▶ Assignment
Filter the records below and copy every line containing the word "move".

▶ Stored items

* * * * *

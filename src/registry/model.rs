//! Batch registry models

use std::fmt;

use chrono::{DateTime, Utc};
use serde::{Deserialize, Serialize};

use crate::error::Violation;
use crate::metadata::{BatchDraft, MetadataDocument, PackagingClass};

/// Verification status of a batch
#[derive(Debug, Clone, Copy, PartialEq, Eq, Serialize, Deserialize)]
#[serde(rename_all = "lowercase")]
pub enum VerificationStatus {
    Unverified,
    Pending,
    Verified,
    Failed,
}

impl fmt::Display for VerificationStatus {
    fn fmt(&self, f: &mut fmt::Formatter<'_>) -> fmt::Result {
        let s = match self {
            VerificationStatus::Unverified => "unverified",
            VerificationStatus::Pending => "pending",
            VerificationStatus::Verified => "verified",
            VerificationStatus::Failed => "failed",
        };
        f.write_str(s)
    }
}

/// On-ledger coffee batch record
#[derive(Debug, Clone, PartialEq, Serialize, Deserialize)]
pub struct CoffeeBatch {
    pub batch_id: u64,
    pub metadata_ref: String,
    pub metadata_hash: String,
    /// Hash most recently reported by the oracle
    pub last_known_metadata_hash: Option<String>,
    pub quantity_declared: u64,
    pub quantity_verified: Option<u64>,
    pub price_per_unit: u64,
    pub packaging: PackagingClass,
    pub production_date: DateTime<Utc>,
    pub expiry_date: DateTime<Utc>,
    pub verification_status: VerificationStatus,
    pub last_verified_at: Option<DateTime<Utc>>,
    /// Circulating supply: sum of mints minus sum of burns
    pub token_supply: u64,
    pub registered_at: DateTime<Utc>,
    pub tx_hash: String,
}

impl CoffeeBatch {
    pub fn is_expired(&self, now: DateTime<Utc>) -> bool {
        self.expiry_date <= now
    }

    /// Units the monitor compares against the low-inventory threshold
    pub fn available_units(&self) -> u64 {
        self.quantity_verified.unwrap_or(self.quantity_declared)
    }

    pub fn has_metadata_drift(&self) -> bool {
        self.last_known_metadata_hash
            .as_deref()
            .map(|reported| !reported.eq_ignore_ascii_case(&self.metadata_hash))
            .unwrap_or(false)
    }
}

/// Declared fields supplied at registration
#[derive(Debug, Clone, PartialEq, Serialize, Deserialize)]
pub struct DeclaredFields {
    pub quantity: u64,
    pub price_per_unit: u64,
    pub packaging: PackagingClass,
    pub production_date: DateTime<Utc>,
    pub expiry_date: DateTime<Utc>,
}

impl DeclaredFields {
    /// Declared fields that disagree with the metadata document, sorted by field
    pub fn mismatches(&self, document: &MetadataDocument) -> Vec<Violation> {
        let p = &document.properties;
        let mut violations = Vec::new();
        if self.expiry_date != p.expiry_date {
            violations.push(Violation::new("expiry_date", "does not match expiryDate in the metadata document"));
        }
        if self.packaging != p.packaging_info {
            violations.push(Violation::new("packaging", "does not match packagingInfo in the metadata document"));
        }
        if self.price_per_unit != p.price_per_unit {
            violations.push(Violation::new("price_per_unit", "does not match pricePerUnit in the metadata document"));
        }
        if self.production_date != p.roast_date {
            violations.push(Violation::new("production_date", "does not match roastDate in the metadata document"));
        }
        if self.quantity != p.batch_size {
            violations.push(Violation::new("quantity", "does not match batchSize in the metadata document"));
        }
        violations
    }
}

impl From<&BatchDraft> for DeclaredFields {
    fn from(draft: &BatchDraft) -> Self {
        Self {
            quantity: draft.quantity,
            price_per_unit: draft.price_per_unit,
            packaging: draft.packaging,
            production_date: draft.production_date,
            expiry_date: draft.expiry_date,
        }
    }
}

/// Registration write as the ledger receives it; the packaging class travels as its code
#[derive(Debug, Clone, PartialEq, Serialize, Deserialize)]
pub struct NewBatchRecord {
    pub metadata_ref: String,
    pub metadata_hash: String,
    pub quantity_declared: u64,
    pub price_per_unit: u64,
    pub packaging_class: String,
    pub production_date: DateTime<Utc>,
    pub expiry_date: DateTime<Utc>,
}

impl NewBatchRecord {
    pub fn new(metadata_ref: &str, metadata_hash: &str, declared: &DeclaredFields) -> Self {
        Self {
            metadata_ref: metadata_ref.to_string(),
            metadata_hash: metadata_hash.to_string(),
            quantity_declared: declared.quantity,
            price_per_unit: declared.price_per_unit,
            packaging_class: declared.packaging.code().to_string(),
            production_date: declared.production_date,
            expiry_date: declared.expiry_date,
        }
    }
}

/// Verification fields written back by the orchestrator; `None` keeps the stored value
#[derive(Debug, Clone, PartialEq)]
pub struct VerificationUpdate {
    pub status: VerificationStatus,
    pub quantity_verified: Option<u64>,
    pub verified_at: Option<DateTime<Utc>>,
    pub reported_metadata_hash: Option<String>,
}

impl VerificationUpdate {
    pub fn status(status: VerificationStatus) -> Self {
        Self {
            status,
            quantity_verified: None,
            verified_at: None,
            reported_metadata_hash: None,
        }
    }
}

/// Ledger capabilities
#[derive(Debug, Clone, Copy, PartialEq, Eq, Hash, Serialize, Deserialize)]
#[serde(rename_all = "kebab-case")]
pub enum Capability {
    Mint,
    FulfillRedemption,
    ManageThresholds,
}

impl fmt::Display for Capability {
    fn fmt(&self, f: &mut fmt::Formatter<'_>) -> fmt::Result {
        let s = match self {
            Capability::Mint => "mint",
            Capability::FulfillRedemption => "fulfill-redemption",
            Capability::ManageThresholds => "manage-thresholds",
        };
        f.write_str(s)
    }
}

/// Why a mint is allowed to happen
#[derive(Debug, Clone, Copy, PartialEq, Eq, Serialize)]
#[serde(rename_all = "kebab-case")]
pub enum MintSource {
    Verification,
    RedemptionRefund,
}

/// Proof that a mint follows a completed verification or a redemption refund.
///
/// Only this crate can build one. `reference` is the idempotency key the ledger
/// uses to ignore replays.
#[derive(Debug, Clone, PartialEq, Eq)]
pub struct MintAuthorization {
    batch_id: u64,
    recipient: String,
    amount: u64,
    reference: String,
    source: MintSource,
}

impl MintAuthorization {
    pub(crate) fn from_verification(
        request_id: &str,
        batch_id: u64,
        recipient: &str,
        amount: u64,
    ) -> Self {
        Self {
            batch_id,
            recipient: recipient.to_string(),
            amount,
            reference: request_id.to_string(),
            source: MintSource::Verification,
        }
    }

    pub(crate) fn refund(redemption_id: uuid::Uuid, batch_id: u64, consumer: &str, amount: u64) -> Self {
        Self {
            batch_id,
            recipient: consumer.to_string(),
            amount,
            reference: format!("refund:{}", redemption_id),
            source: MintSource::RedemptionRefund,
        }
    }

    pub fn batch_id(&self) -> u64 {
        self.batch_id
    }

    pub fn recipient(&self) -> &str {
        &self.recipient
    }

    pub fn amount(&self) -> u64 {
        self.amount
    }

    pub fn reference(&self) -> &str {
        &self.reference
    }

    pub fn source(&self) -> MintSource {
        self.source
    }
}

/// Result of a ledger mint or burn
#[derive(Debug, Clone, PartialEq, Eq, Serialize)]
pub struct LedgerReceipt {
    pub tx_hash: String,
    /// Holder balance after the write
    pub balance: u64,
    /// True when a mint reference was already applied and nothing changed
    pub replayed: bool,
}

/// Confirmed balance plus any locally recorded, not yet reconciled value
#[derive(Debug, Clone, PartialEq, Eq, Serialize)]
pub struct BalanceView {
    pub holder: String,
    pub batch_id: u64,
    pub confirmed: u64,
    pub pending: Option<u64>,
}
//! Cron-driven inventory sweeps

use tokio_cron_scheduler::{Job, JobScheduler, JobSchedulerError};

use crate::monitor::service::InventoryMonitor;

/// Register the monitor's sweep on `schedule` and start the scheduler
pub async fn start_monitor_scheduler(
    monitor: InventoryMonitor,
    schedule: &str,
) -> Result<JobScheduler, JobSchedulerError> {
    let scheduler = JobScheduler::new().await?;

    let job = Job::new_async(schedule, move |_job_id, _scheduler| {
        let monitor = monitor.clone();
        Box::pin(async move {
            if let Err(e) = monitor.run_scheduled_tick().await {
                tracing::error!("Scheduled inventory sweep failed: {}", e);
            }
        })
    })?;

    scheduler.add(job).await?;
    scheduler.start().await?;

    tracing::info!(schedule = %schedule, "Inventory monitor scheduled");
    Ok(scheduler)
}
//! BeanVault Backend Server
//!
//! Serves the batch lifecycle API: metadata publishing, batch registration,
//! oracle verification, redemptions and inventory monitoring.

use std::net::SocketAddr;
use std::sync::Arc;

use anyhow::Context;
use axum::http::{HeaderValue, Method};
use tokio::signal;
use tower_http::{
    cors::{Any, CorsLayer},
    trace::TraceLayer,
};

use beanvault_server::auth::AuthConfig;
use beanvault_server::config::Config;
use beanvault_server::db;
use beanvault_server::events::EventBus;
use beanvault_server::metadata::{
    HttpMetadataStore, InMemoryMetadataStore, MetadataPublisher, MetadataStore,
};
use beanvault_server::monitor::{start_monitor_scheduler, InventoryMonitor};
use beanvault_server::redemption::{
    InMemoryRedemptionRepository, PgRedemptionRepository, RedemptionRepository, RedemptionService,
};
use beanvault_server::registry::{BatchRegistry, Capability, SimulatedLedger};
use beanvault_server::routes;
use beanvault_server::state::AppState;
use beanvault_server::verification::{HttpOracleClient, PollPolicy, VerificationOrchestrator};
use beanvault_server::websocket::WsState;

#[tokio::main]
async fn main() -> anyhow::Result<()> {
    // Load configuration
    let config = Config::from_env().context("Failed to load configuration")?;

    // Initialize tracing
    tracing_subscriber::fmt()
        .with_env_filter(
            tracing_subscriber::EnvFilter::try_from_default_env()
                .unwrap_or_else(|_| tracing_subscriber::EnvFilter::new(&config.log_level)),
        )
        .with_target(true)
        .with_thread_ids(true)
        .with_file(true)
        .with_line_number(true)
        .init();

    tracing::info!(environment = config.environment.as_str(), "Starting BeanVault server");

    let events = EventBus::default();
    let ws_state = WsState::new(events.clone());

    // Metadata store
    let store: Arc<dyn MetadataStore> = match &config.metadata_store_url {
        Some(url) => {
            tracing::info!("Publishing metadata to {}", url);
            Arc::new(HttpMetadataStore::new(url).context("Invalid METADATA_STORE_URL")?)
        }
        None => {
            tracing::warn!("METADATA_STORE_URL not set, keeping metadata documents in memory");
            Arc::new(InMemoryMetadataStore::new())
        }
    };
    let publisher = MetadataPublisher::new(
        store,
        chrono::Duration::seconds(config.production_date_skew_seconds),
    );

    // Ledger and capabilities
    let ledger = Arc::new(SimulatedLedger::new());
    ledger.grant(&config.operator_identity, Capability::Mint).await;
    ledger
        .grant(&config.admin_identity, Capability::ManageThresholds)
        .await;
    ledger
        .grant(&config.fulfillment_identity, Capability::FulfillRedemption)
        .await;

    let registry = BatchRegistry::new(
        ledger,
        publisher,
        config.operator_identity.clone(),
        events.clone(),
    );

    // Redemption storage
    let db_pool = match &config.database_url {
        Some(url) => {
            tracing::info!(
                "Connecting to database at {}",
                config.database_url_masked().unwrap_or_default()
            );
            let pool = db::create_pool(url, config.db_max_connections).await?;
            db::run_migrations(&pool).await?;
            Some(pool)
        }
        None => {
            tracing::warn!("DATABASE_URL not set, keeping redemptions in memory");
            None
        }
    };
    let repository: Arc<dyn RedemptionRepository> = match &db_pool {
        Some(pool) => Arc::new(PgRedemptionRepository::new(pool.clone())),
        None => Arc::new(InMemoryRedemptionRepository::new()),
    };
    let redemptions = RedemptionService::new(registry.clone(), repository, events.clone());

    // Oracle network
    let oracle = HttpOracleClient::new(&config.oracle_url, config.oracle_api_key.as_deref())
        .context("Invalid ORACLE_URL")?;
    let orchestrator = VerificationOrchestrator::new(
        registry.clone(),
        Arc::new(oracle),
        redemptions.clone(),
        PollPolicy::new(config.oracle_poll_interval(), config.oracle_max_poll_attempts)
            .with_retention(config.verification_retention()),
        events.clone(),
    );

    // Inventory monitor
    let monitor = InventoryMonitor::new(
        registry.clone(),
        orchestrator.clone(),
        events.clone(),
        config.thresholds.clone(),
        config.monitor_auto_reverify,
    );
    let mut scheduler = start_monitor_scheduler(monitor.clone(), &config.monitor_cron)
        .await
        .context("Failed to start inventory monitor scheduler")?;

    let app_state = AppState::new(
        registry,
        orchestrator,
        redemptions,
        monitor,
        ws_state,
        AuthConfig::new(config.jwt_secret.clone()),
        db_pool,
    );

    let app = routes::api_routes()
        .with_state(app_state)
        .layer(TraceLayer::new_for_http())
        .layer(configure_cors(config.cors_allowed_origins.as_deref()));

    let addr = SocketAddr::from(([127, 0, 0, 1], config.port));

    tracing::info!("Server listening on {}", addr);
    tracing::info!("WebSocket available at ws://{}/ws", addr);
    tracing::info!("Health check at http://{}/health", addr);

    let listener = tokio::net::TcpListener::bind(addr)
        .await
        .with_context(|| format!("Failed to bind {}", addr))?;

    // Serve with graceful shutdown
    axum::serve(listener, app)
        .with_graceful_shutdown(shutdown_signal())
        .await
        .context("Server error")?;

    if let Err(e) = scheduler.shutdown().await {
        tracing::warn!("Inventory monitor scheduler did not stop cleanly: {}", e);
    }

    tracing::info!("Server shutdown complete");
    Ok(())
}

fn configure_cors(allowed_origins: Option<&str>) -> CorsLayer {
    let Some(allowed_origins) = allowed_origins else {
        tracing::warn!("CORS_ALLOWED_ORIGINS not set, allowing all origins (permissive)");
        return CorsLayer::permissive();
    };

    let origins: Vec<HeaderValue> = allowed_origins
        .split(',')
        .filter_map(|s| s.trim().parse().ok())
        .collect();

    CorsLayer::new()
        .allow_origin(origins)
        .allow_methods([Method::GET, Method::POST, Method::PUT])
        .allow_headers(Any)
}

/// Graceful shutdown signal handler
async fn shutdown_signal() {
    let ctrl_c = async {
        signal::ctrl_c()
            .await
            .expect("Failed to install Ctrl+C handler");
    };

    #[cfg(unix)]
    let terminate = async {
        signal::unix::signal(signal::unix::SignalKind::terminate())
            .expect("Failed to install SIGTERM handler")
            .recv()
            .await;
    };

    #[cfg(not(unix))]
    let terminate = std::future::pending::<()>();

    tokio::select! {
        _ = ctrl_c => {
            tracing::info!("Received Ctrl+C, initiating graceful shutdown...");
        }
        _ = terminate => {
            tracing::info!("Received SIGTERM, initiating graceful shutdown...");
        }
    }
}
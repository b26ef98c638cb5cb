//! Verification handlers
//!
//! Starting, cancelling and retrying a verification are operator actions: the
//! caller must hold `mint` on the registry.

use axum::{
    extract::{Path, State},
    http::StatusCode,
    Json,
};
use uuid::Uuid;

use crate::error::ApiResult;
use crate::middleware::Caller;
use crate::models::{ApiResponse, CancelResponse, StartVerificationRequest};
use crate::registry::Capability;
use crate::state::AppState;
use crate::verification::VerificationRequest;

/// Submit a verification request; polling continues in the background
pub async fn start_verification(
    State(state): State<AppState>,
    caller: Caller,
    Path(batch_id): Path<u64>,
    Json(request): Json<StartVerificationRequest>,
) -> ApiResult<(StatusCode, Json<ApiResponse<VerificationRequest>>)> {
    state
        .registry
        .require_capability(&caller.identity, Capability::Mint)
        .await?;

    let handle = state
        .orchestrator
        .start_verification(batch_id, request.kind, request.recipient)
        .await?;
    tracing::info!(
        caller = %caller.identity,
        batch_id,
        verification_id = %handle.id,
        "Verification requested"
    );
    Ok((StatusCode::ACCEPTED, Json(ApiResponse::ok(handle.snapshot()))))
}

pub async fn get_verification(
    State(state): State<AppState>,
    Path(id): Path<Uuid>,
) -> ApiResult<Json<ApiResponse<VerificationRequest>>> {
    let request = state.orchestrator.get_request(id).await?;
    Ok(Json(ApiResponse::ok(request)))
}

/// Stop tracking a request; `cancelled` is false when it had already resolved
pub async fn cancel_verification(
    State(state): State<AppState>,
    caller: Caller,
    Path(id): Path<Uuid>,
) -> ApiResult<Json<ApiResponse<CancelResponse>>> {
    state
        .registry
        .require_capability(&caller.identity, Capability::Mint)
        .await?;

    let cancelled = state.orchestrator.cancel(id).await?;
    tracing::info!(caller = %caller.identity, verification_id = %id, cancelled, "Verification cancel requested");
    Ok(Json(ApiResponse::ok(CancelResponse { cancelled })))
}

pub async fn retry_verification(
    State(state): State<AppState>,
    caller: Caller,
    Path(id): Path<Uuid>,
) -> ApiResult<Json<ApiResponse<VerificationRequest>>> {
    state
        .registry
        .require_capability(&caller.identity, Capability::Mint)
        .await?;

    let request = state.orchestrator.retry_application(id).await?;
    tracing::info!(caller = %caller.identity, verification_id = %id, "Verification application retried");
    Ok(Json(ApiResponse::ok(request)))
}
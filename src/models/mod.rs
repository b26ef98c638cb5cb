//! HTTP request and response shapes shared by the handlers

use serde::{Deserialize, Serialize};

use crate::registry::DeclaredFields;
use crate::verification::VerificationKind;

/// API response wrapper
#[derive(Debug, Serialize, Deserialize)]
pub struct ApiResponse<T> {
    pub success: bool,
    pub data: Option<T>,
    pub error: Option<String>,
}

impl<T> ApiResponse<T> {
    pub fn ok(data: T) -> Self {
        Self {
            success: true,
            data: Some(data),
            error: None,
        }
    }
}

/// Register a batch against metadata that is already published
#[derive(Debug, Deserialize)]
pub struct RegisterBatchRequest {
    pub metadata_ref: String,
    pub content_hash: String,
    pub declared: DeclaredFields,
}

/// Start a verification for a batch
#[derive(Debug, Deserialize)]
pub struct StartVerificationRequest {
    pub kind: VerificationKind,
    #[serde(default)]
    pub recipient: Option<String>,
}

/// Outcome of a cancel call
#[derive(Debug, Serialize, Deserialize)]
pub struct CancelResponse {
    pub cancelled: bool,
}

/// Health check response
#[derive(Debug, Serialize)]
pub struct HealthResponse {
    pub status: String,
    pub database: String,
    pub version: String,
}

#[cfg(test)]
mod tests {
    use super::*;

    #[test]
    fn test_start_verification_request_defaults_recipient() {
        let request: StartVerificationRequest =
            serde_json::from_str(r#"{"kind":"inventory-only"}"#).unwrap();
        assert_eq!(request.kind, VerificationKind::InventoryOnly);
        assert!(request.recipient.is_none());
    }

    #[test]
    fn test_ok_envelope() {
        let body = serde_json::to_value(ApiResponse::ok(5)).unwrap();
        assert_eq!(body["success"], true);
        assert_eq!(body["data"], 5);
        assert!(body["error"].is_null());
    }
}
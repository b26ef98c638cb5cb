use std::sync::Arc;

use chrono::{DateTime, Utc};
use tokio::sync::{Mutex, RwLock};
use uuid::Uuid;
use validator::Validate;

use crate::error::{ApiError, ApiResult};
use crate::events::{EventBus, LifecycleEvent};
use crate::monitor::model::{InventoryThresholds, SweepReport};
use crate::registry::{BatchRegistry, Capability, CoffeeBatch};
use crate::verification::{VerificationKind, VerificationOrchestrator};

/// Flag batches against the thresholds at `now`. No I/O.
pub fn evaluate(batches: &[CoffeeBatch], thresholds: &InventoryThresholds, now: DateTime<Utc>) -> SweepReport {
    // Windows too large for chrono cover every representable date.
    let warning_limit = chrono::Duration::from_std(thresholds.expiry_warning_window())
        .ok()
        .and_then(|window| now.checked_add_signed(window));
    let interval = chrono::Duration::from_std(thresholds.verification_interval()).ok();

    let mut report = SweepReport {
        evaluated_at: Some(now),
        scanned: batches.len(),
        ..Default::default()
    };

    for batch in batches {
        let id = batch.batch_id;

        if batch.available_units() <= thresholds.low_inventory_threshold {
            report.low_inventory.push(id);
        }

        if batch.expiry_date <= now {
            report.expired.push(id);
        } else if warning_limit.map_or(true, |limit| batch.expiry_date <= limit) {
            report.expiring_soon.push(id);
        }

        let stale = match batch.last_verified_at {
            None => true,
            Some(verified_at) => interval.map_or(false, |interval| now - verified_at > interval),
        };
        if stale {
            report.needs_verification.push(id);
        }

        if batch.has_metadata_drift() {
            report.metadata_drift.push(id);
        }
    }

    for list in [
        &mut report.low_inventory,
        &mut report.expired,
        &mut report.expiring_soon,
        &mut report.needs_verification,
        &mut report.metadata_drift,
    ] {
        list.sort_unstable();
    }

    report
}

/// Evaluates registered batches against the inventory thresholds
#[derive(Clone)]
pub struct InventoryMonitor {
    registry: BatchRegistry,
    orchestrator: VerificationOrchestrator,
    events: EventBus,
    thresholds: Arc<RwLock<InventoryThresholds>>,
    cursor: Arc<Mutex<Option<u64>>>,
    auto_reverify: bool,
}

impl InventoryMonitor {
    pub fn new(
        registry: BatchRegistry,
        orchestrator: VerificationOrchestrator,
        events: EventBus,
        thresholds: InventoryThresholds,
        auto_reverify: bool,
    ) -> Self {
        Self {
            registry,
            orchestrator,
            events,
            thresholds: Arc::new(RwLock::new(thresholds)),
            cursor: Arc::new(Mutex::new(None)),
            auto_reverify,
        }
    }

    pub async fn thresholds(&self) -> InventoryThresholds {
        self.thresholds.read().await.clone()
    }

    /// Replace the thresholds; the actor needs `manage-thresholds`
    pub async fn update_thresholds(
        &self,
        actor: &str,
        thresholds: InventoryThresholds,
    ) -> ApiResult<InventoryThresholds> {
        self.registry
            .require_capability(actor, Capability::ManageThresholds)
            .await?;
        thresholds.validate()?;

        *self.thresholds.write().await = thresholds.clone();
        tracing::info!(actor = %actor, thresholds = ?thresholds, "Inventory thresholds updated");
        Ok(thresholds)
    }

    /// Evaluate at most `max_batches_per_sweep` of the given ids
    pub async fn sweep(&self, batch_ids: &[u64]) -> ApiResult<SweepReport> {
        let thresholds = self.thresholds().await;
        let limit = thresholds.max_batches_per_sweep;
        let selected = &batch_ids[..batch_ids.len().min(limit)];

        let mut batches = Vec::with_capacity(selected.len());
        let mut missing = Vec::new();
        for &batch_id in selected {
            match self.registry.find_batch(batch_id).await? {
                Some(batch) => batches.push(batch),
                None => missing.push(batch_id),
            }
        }

        let mut report = evaluate(&batches, &thresholds, Utc::now());
        report.missing = missing;
        if batch_ids.len() > selected.len() {
            report.next_cursor = selected.last().copied();
        }

        tracing::debug!(
            scanned = report.scanned,
            flagged = report.flagged_batches().len(),
            "Inventory sweep finished"
        );
        Ok(report)
    }

    /// Sweep the active batches with ids above `cursor`
    pub async fn sweep_page(&self, cursor: Option<u64>) -> ApiResult<SweepReport> {
        let ids: Vec<u64> = self
            .registry
            .list_active_batch_ids()
            .await?
            .into_iter()
            .filter(|id| cursor.map_or(true, |after| *id > after))
            .collect();
        self.sweep(&ids).await
    }

    /// One scheduled tick: sweep the next page, announce flags and optionally re-verify
    pub async fn run_scheduled_tick(&self) -> ApiResult<SweepReport> {
        let mut cursor = self.cursor.lock().await;
        let report = self.sweep_page(*cursor).await?;
        *cursor = report.next_cursor;

        for batch_id in report.flagged_batches() {
            self.events.publish(LifecycleEvent::InventoryFlagged {
                batch_id,
                flags: report.flags_for(batch_id),
            });
        }

        if self.auto_reverify {
            let started = self.reverify(&report).await;
            if !started.is_empty() {
                tracing::info!(count = started.len(), "Started re-verifications for stale batches");
            }
        }

        tracing::info!(
            scanned = report.scanned,
            low_inventory = report.low_inventory.len(),
            expired = report.expired.len(),
            expiring_soon = report.expiring_soon.len(),
            needs_verification = report.needs_verification.len(),
            metadata_drift = report.metadata_drift.len(),
            "Scheduled inventory sweep"
        );
        Ok(report)
    }

    /// Start inventory-only verifications for stale, unexpired batches without an active request
    async fn reverify(&self, report: &SweepReport) -> Vec<Uuid> {
        let mut started = Vec::new();
        for &batch_id in &report.needs_verification {
            if report.expired.contains(&batch_id) {
                continue;
            }
            match self
                .orchestrator
                .start_verification(batch_id, VerificationKind::InventoryOnly, None)
                .await
            {
                Ok(handle) => started.push(handle.id),
                Err(ApiError::PreconditionError(_)) => {}
                Err(err) => {
                    tracing::warn!(batch_id, error = %err, "Automatic re-verification failed to start");
                }
            }
        }
        started
    }
}

#[cfg(test)]
mod tests {
    use super::*;
    use crate::metadata::PackagingClass;
    use crate::registry::VerificationStatus;
    use chrono::Duration;

    fn batch(id: u64, now: DateTime<Utc>) -> CoffeeBatch {
        CoffeeBatch {
            batch_id: id,
            metadata_ref: format!("sha256:{}", id),
            metadata_hash: "aa".to_string(),
            last_known_metadata_hash: None,
            quantity_declared: 100,
            quantity_verified: Some(100),
            price_per_unit: 5,
            packaging: PackagingClass::Bag250g,
            production_date: now - Duration::days(10),
            expiry_date: now + Duration::days(365),
            verification_status: VerificationStatus::Verified,
            last_verified_at: Some(now - Duration::hours(1)),
            token_supply: 100,
            registered_at: now - Duration::days(10),
            tx_hash: "sim".to_string(),
        }
    }

    fn thresholds() -> InventoryThresholds {
        InventoryThresholds {
            low_inventory_threshold: 10,
            verification_interval_secs: 24 * 3600,
            expiry_warning_window_secs: 30 * 86_400,
            max_batches_per_sweep: 50,
        }
    }

    #[test]
    fn test_healthy_batch_is_not_flagged() {
        let now = Utc::now();
        let report = evaluate(&[batch(1, now)], &thresholds(), now);
        assert_eq!(report.scanned, 1);
        assert!(report.flagged_batches().is_empty());
    }

    #[test]
    fn test_each_threshold_flags_its_batch() {
        let now = Utc::now();

        let mut low = batch(1, now);
        low.quantity_verified = Some(10);

        let mut expired = batch(2, now);
        expired.expiry_date = now;

        let mut expiring = batch(3, now);
        expiring.expiry_date = now + Duration::days(30);

        let mut stale = batch(4, now);
        stale.last_verified_at = Some(now - Duration::hours(25));

        let mut never = batch(5, now);
        never.last_verified_at = None;
        never.quantity_verified = None;
        never.quantity_declared = 8;

        let mut drifted = batch(6, now);
        drifted.last_known_metadata_hash = Some("bb".to_string());

        let report = evaluate(
            &[low, expired, expiring, stale, never, drifted],
            &thresholds(),
            now,
        );

        assert_eq!(report.low_inventory, vec![1, 5]);
        assert_eq!(report.expired, vec![2]);
        assert_eq!(report.expiring_soon, vec![3]);
        assert_eq!(report.needs_verification, vec![4, 5]);
        assert_eq!(report.metadata_drift, vec![6]);
    }

    #[test]
    fn test_interval_boundary_is_not_stale() {
        let now = Utc::now();
        let mut exact = batch(1, now);
        exact.last_verified_at = Some(now - Duration::hours(24));
        let report = evaluate(&[exact], &thresholds(), now);
        assert!(report.needs_verification.is_empty());
    }
}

* * * * *

▶ Your response
    let job = Job::new_async(schedule, move |_job_id, _scheduler| {
        Box::pin(async move {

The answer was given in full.